■ What is being asked:
Print the data in full, exactly as it reads.

■ Input data:
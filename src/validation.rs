use crate::constants::{MAX_FIELD_LEN, MAX_PERCENT, MAX_PLAN_DAYS, MAX_SESSION_MINUTES};
use crate::error::AppError;
use crate::models::Percent;
use chrono::NaiveTime;

/// Validate time format (HH:MM, 24-hour format).
/// Returns the parsed time of day if valid.
pub fn validate_time_format(time: &str) -> Result<NaiveTime, AppError> {
    let err = |reason: &str| AppError::invalid("time", reason);

    let (hh, mm) = time
        .split_once(':')
        .ok_or_else(|| err("must be in HH:MM format"))?;
    let two_digits = |s: &str| s.len() == 2 && s.bytes().all(|b| b.is_ascii_digit());
    if !two_digits(hh) || !two_digits(mm) {
        return Err(err("must be in HH:MM format"));
    }

    let hours: u32 = hh.parse().map_err(|_| err("invalid hours"))?;
    let minutes: u32 = mm.parse().map_err(|_| err("invalid minutes"))?;

    if hours >= 24 {
        return Err(err("hours must be 00-23"));
    }
    if minutes >= 60 {
        return Err(err("minutes must be 00-59"));
    }

    NaiveTime::from_hms_opt(hours, minutes, 0).ok_or_else(|| err("not a valid time of day"))
}

/// Validate a completion percentage (whole number 0-100).
pub fn validate_percent(field: &'static str, value: i64) -> Result<Percent, AppError> {
    u8::try_from(value)
        .ok()
        .and_then(Percent::new)
        .ok_or_else(|| AppError::invalid(field, format!("must be a whole number between 0 and {MAX_PERCENT}")))
}

/// Parse user-entered text as a completion percentage.
///
/// Only plain integers are accepted; "50.5" or "50%" are rejected.
pub fn parse_percent(field: &'static str, raw: &str) -> Result<Percent, AppError> {
    let value: i64 = raw.trim().parse().map_err(|_| {
        AppError::invalid(field, format!("must be a whole number between 0 and {MAX_PERCENT}"))
    })?;
    validate_percent(field, value)
}

/// Validate a required free-text field, returning it trimmed.
pub fn validate_required<'a>(field: &'static str, value: &'a str) -> Result<&'a str, AppError> {
    let value = value.trim();
    if value.is_empty() {
        return Err(AppError::invalid(field, "is required"));
    }
    if value.len() > MAX_FIELD_LEN {
        return Err(AppError::invalid(
            field,
            format!("cannot exceed {MAX_FIELD_LEN} characters"),
        ));
    }
    Ok(value)
}

/// Validate an optional free-text field, returning it trimmed. Empty is allowed.
pub fn validate_optional<'a>(field: &'static str, value: &'a str) -> Result<&'a str, AppError> {
    let value = value.trim();
    if value.len() > MAX_FIELD_LEN {
        return Err(AppError::invalid(
            field,
            format!("cannot exceed {MAX_FIELD_LEN} characters"),
        ));
    }
    Ok(value)
}

/// Normalize an email address for storage and comparison.
pub fn normalize_email(email: &str) -> Result<String, AppError> {
    let email = validate_required("email", email)?;
    if !email.contains('@') {
        return Err(AppError::invalid("email", "must contain '@'"));
    }
    Ok(email.to_lowercase())
}

/// Validate the number of days a plan spans.
pub fn validate_plan_days(days: u32) -> Result<u32, AppError> {
    if days == 0 {
        return Err(AppError::invalid("days", "must be positive"));
    }
    if days > MAX_PLAN_DAYS {
        return Err(AppError::invalid(
            "days",
            format!("cannot exceed {MAX_PLAN_DAYS}"),
        ));
    }
    Ok(days)
}

/// Validate the session length in minutes.
pub fn validate_session_minutes(minutes: u32) -> Result<u32, AppError> {
    if minutes == 0 {
        return Err(AppError::invalid("minutes", "must be positive"));
    }
    if minutes > MAX_SESSION_MINUTES {
        return Err(AppError::invalid(
            "minutes",
            format!("cannot exceed {MAX_SESSION_MINUTES} minutes"),
        ));
    }
    Ok(minutes)
}
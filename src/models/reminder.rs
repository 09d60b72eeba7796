use crate::error::AppError;
use crate::validation::validate_time_format;
use chrono::{NaiveDateTime, NaiveTime, Timelike};
use std::fmt;
use std::str::FromStr;

/// Time of day a daily reminder fires, written as `HH:MM`.
#[derive(Debug, Clone, Copy, PartialEq, Eq, PartialOrd, Ord)]
pub struct ReminderTime(NaiveTime);

impl ReminderTime {
    pub fn new(hour: u32, minute: u32) -> Option<Self> {
        NaiveTime::from_hms_opt(hour, minute, 0).map(Self)
    }

    /// The first instant strictly after `now` at this time of day:
    /// today if still ahead, otherwise tomorrow.
    pub fn next_occurrence(self, now: NaiveDateTime) -> Option<NaiveDateTime> {
        let today = now.date().and_time(self.0);
        if today > now {
            return Some(today);
        }
        now.date().succ_opt().map(|d| d.and_time(self.0))
    }
}

impl FromStr for ReminderTime {
    type Err = AppError;

    fn from_str(s: &str) -> Result<Self, Self::Err> {
        validate_time_format(s.trim()).map(Self)
    }
}

impl fmt::Display for ReminderTime {
    fn fmt(&self, f: &mut fmt::Formatter<'_>) -> fmt::Result {
        write!(f, "{:02}:{:02}", self.0.hour(), self.0.minute())
    }
}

■ Answer for this exercise:
filename src/validation.rs
use crate::constants::{MAX_FIELD_LEN, MAX_PERCENT, MAX_PLAN_DAYS, MAX_SESSION_MINUTES};
use crate::error::AppError;
use crate::models::Percent;
use chrono::NaiveTime;

/// Validate time format (HH:MM, 24-hour format).
/// Returns the parsed time of day if valid.
pub fn validate_time_format(time: &str) -> Result<NaiveTime, AppError> {
    let err = |reason: &str| AppError::invalid("time", reason);

    let (hh, mm) = time
        .split_once(':')
        .ok_or_else(|| err("must be in HH:MM format"))?;
    let two_digits = |s: &str| s.len() == 2 && s.bytes().all(|b| b.is_ascii_digit());
    if !two_digits(hh) || !two_digits(mm) {
        return Err(err("must be in HH:MM format"));
    }

    let hours: u32 = hh.parse().map_err(|_| err("invalid hours"))?;
    let minutes: u32 = mm.parse().map_err(|_| err("invalid minutes"))?;

    if hours >= 24 {
        return Err(err("hours must be 00-23"));
    }
    if minutes >= 60 {
        return Err(err("minutes must be 00-59"));
    }

    NaiveTime::from_hms_opt(hours, minutes, 0).ok_or_else(|| err("not a valid time of day"))
}

/// Validate a completion percentage (whole number 0-100).
pub fn validate_percent(field: &'static str, value: i64) -> Result<Percent, AppError> {
    u8::try_from(value)
        .ok()
        .and_then(Percent::new)
        .ok_or_else(|| AppError::invalid(field, format!("must be a whole number between 0 and {MAX_PERCENT}")))
}

/// Parse user-entered text as a completion percentage.
///
/// Only plain integers are accepted; "50.5" or "50%" are rejected.
pub fn parse_percent(field: &'static str, raw: &str) -> Result<Percent, AppError> {
    let value: i64 = raw.trim().parse().map_err(|_| {
        AppError::invalid(field, format!("must be a whole number between 0 and {MAX_PERCENT}"))
    })?;
    validate_percent(field, value)
}

/// Validate a required free-text field, returning it trimmed.
pub fn validate_required<'a>(field: &'static str, value: &'a str) -> Result<&'a str, AppError> {
    let value = value.trim();
    if value.is_empty() {
        return Err(AppError::invalid(field, "is required"));
    }
    if value.len() > MAX_FIELD_LEN {
        return Err(AppError::invalid(
            field,
            format!("cannot exceed {MAX_FIELD_LEN} characters"),
        ));
    }
    Ok(value)
}

/// Validate an optional free-text field, returning it trimmed. Empty is allowed.
pub fn validate_optional<'a>(field: &'static str, value: &'a str) -> Result<&'a str, AppError> {
    let value = value.trim();
    if value.len() > MAX_FIELD_LEN {
        return Err(AppError::invalid(
            field,
            format!("cannot exceed {MAX_FIELD_LEN} characters"),
        ));
    }
    Ok(value)
}

/// Normalize an email address for storage and comparison.
pub fn normalize_email(email: &str) -> Result<String, AppError> {
    let email = validate_required("email", email)?;
    if !email.contains('@') {
        return Err(AppError::invalid("email", "must contain '@'"));
    }
    Ok(email.to_lowercase())
}

/// Validate the number of days a plan spans.
pub fn validate_plan_days(days: u32) -> Result<u32, AppError> {
    if days == 0 {
        return Err(AppError::invalid("days", "must be positive"));
    }
    if days > MAX_PLAN_DAYS {
        return Err(AppError::invalid(
            "days",
            format!("cannot exceed {MAX_PLAN_DAYS}"),
        ));
    }
    Ok(days)
}

/// Validate the session length in minutes.
pub fn validate_session_minutes(minutes: u32) -> Result<u32, AppError> {
    if minutes == 0 {
        return Err(AppError::invalid("minutes", "must be positive"));
    }
    if minutes > MAX_SESSION_MINUTES {
        return Err(AppError::invalid(
            "minutes",
            format!("cannot exceed {MAX_SESSION_MINUTES} minutes"),
        ));
    }
    Ok(minutes)
}
filename src/models/reminder.rs
repository 09d60b72eeba7796
use crate::error::AppError;
use crate::validation::validate_time_format;
use chrono::{NaiveDateTime, NaiveTime, Timelike};
use std::fmt;
use std::str::FromStr;

/// Time of day a daily reminder fires, written as `HH:MM`.
#[derive(Debug, Clone, Copy, PartialEq, Eq, PartialOrd, Ord)]
pub struct ReminderTime(NaiveTime);

impl ReminderTime {
    pub fn new(hour: u32, minute: u32) -> Option<Self> {
        NaiveTime::from_hms_opt(hour, minute, 0).map(Self)
    }

    /// The first instant strictly after `now` at this time of day:
    /// today if still ahead, otherwise tomorrow.
    pub fn next_occurrence(self, now: NaiveDateTime) -> Option<NaiveDateTime> {
        let today = now.date().and_time(self.0);
        if today > now {
            return Some(today);
        }
        now.date().succ_opt().map(|d| d.and_time(self.0))
    }
}

impl FromStr for ReminderTime {
    type Err = AppError;

    fn from_str(s: &str) -> Result<Self, Self::Err> {
        validate_time_format(s.trim()).map(Self)
    }
}

impl fmt::Display for ReminderTime {
    fn fmt(&self, f: &mut fmt::Formatter<'_>) -> fmt::Result {
        write!(f, "{:02}:{:02}", self.0.hour(), self.0.minute())
    }
}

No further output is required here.